You can achieve a meagre lawn that way, it will be far from the perfect but "you get what you pay for". The moss is likely to keep coming back in the winter and if there is a reason that the grass has not taken well until now (e.g. too shady or too compacted) then no amount of feed or weed killer will help.
Scarification and aeration are really important in long-term care of healthy lawns. I know a lot of people who would ditch them both if they could get the same results without.
I think its certainly possible to bring a weedy, mossy lawn back into better condition with treatments. I would hazard a guess and say most LJN'ers have or have had customers who don't want or cannot afford for the 'full' works and just want to see an improvement in their lawns.

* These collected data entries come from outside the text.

//! Cycle counter and its frequency.
//!
//! The Nexus measures the counter frequency once at construction; Rpc threads
//! read it from there to convert cycle deltas to time.

use std::time::{Duration, Instant};

/// Length of the frequency measurement window.
const FREQ_MEASURE_WINDOW: Duration = Duration::from_millis(10);

/// Read the cycle counter.
///
/// On x86_64 this is the TSC. Elsewhere it counts nanoseconds since the first
/// call, so the measured frequency is 1 GHz.
#[inline]
pub fn rdtsc() -> u64 {
    #[cfg(target_arch = "x86_64")]
    {
        unsafe { std::arch::x86_64::_rdtsc() }
    }
    #[cfg(not(target_arch = "x86_64"))]
    {
        static START: std::sync::OnceLock<Instant> = std::sync::OnceLock::new();
        let start = START.get_or_init(Instant::now);
        start.elapsed().as_nanos() as u64
    }
}

/// Measure the cycle counter frequency in GHz (cycles per nanosecond).
///
/// Busy-waits for a short window and compares the counter delta against the
/// monotonic clock.
pub fn measure_rdtsc_freq() -> f64 {
    let start = Instant::now();
    let tsc_start = rdtsc();
    while start.elapsed() < FREQ_MEASURE_WINDOW {
        std::hint::spin_loop();
    }
    let tsc_delta = rdtsc().wrapping_sub(tsc_start);
    let ns = start.elapsed().as_nanos() as f64;
    tsc_delta as f64 / ns
}

/// Convert a cycle count to microseconds at `freq_ghz`.
#[inline]
pub fn to_usec(cycles: u64, freq_ghz: f64) -> f64 {
    cycles as f64 / (freq_ghz * 1000.0)
}

#[cfg(test)]
mod tests {
    use super::*;

    #[test]
    fn test_rdtsc_advances() {
        let a = rdtsc();
        std::thread::sleep(Duration::from_millis(1));
        assert!(rdtsc() > a);
    }

    #[test]
    fn test_measured_freq_is_plausible() {
        let freq_ghz = measure_rdtsc_freq();
        // Anything from an emulated counter to a fast TSC.
        assert!(freq_ghz > 0.01 && freq_ghz < 20.0, "freq {freq_ghz} GHz");
    }

    #[test]
    fn test_to_usec() {
        assert_eq!(to_usec(3000, 3.0), 1.0);
        assert_eq!(to_usec(0, 2.5), 0.0);
    }
}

If its been neglected then certainly a weed spray will allow the grass to compete and same for a moss treatment - but if its thick moss then it will be tricky to make a dent without a scarification of some sort - even a scratch with a spring tine rake....you've got to give the grass a reason to grow and providing space will allow it to colonise and out-compete weeds or space for new seeds to grow. Underlying conditions will need to be addressed long-term in order to make the lawn work more in balance with less inputs or 'help'.
Richard@Progreen
Weeds are easy to control with modern selectives, but ultimately, you need the grass/roots/soil to be healthy to out-compete the weeds and moss.
So check for compaction (remedy aeration) and thatch (remedy scarification). As Daisy says, we don't aerate and scarify for fun. Commercially, it's hard work on resources (labour, machinery, waste, scheduling) and profit margins. We do it out of necessity for results. Would love an alternative eg thatch eating fertiliser that worked!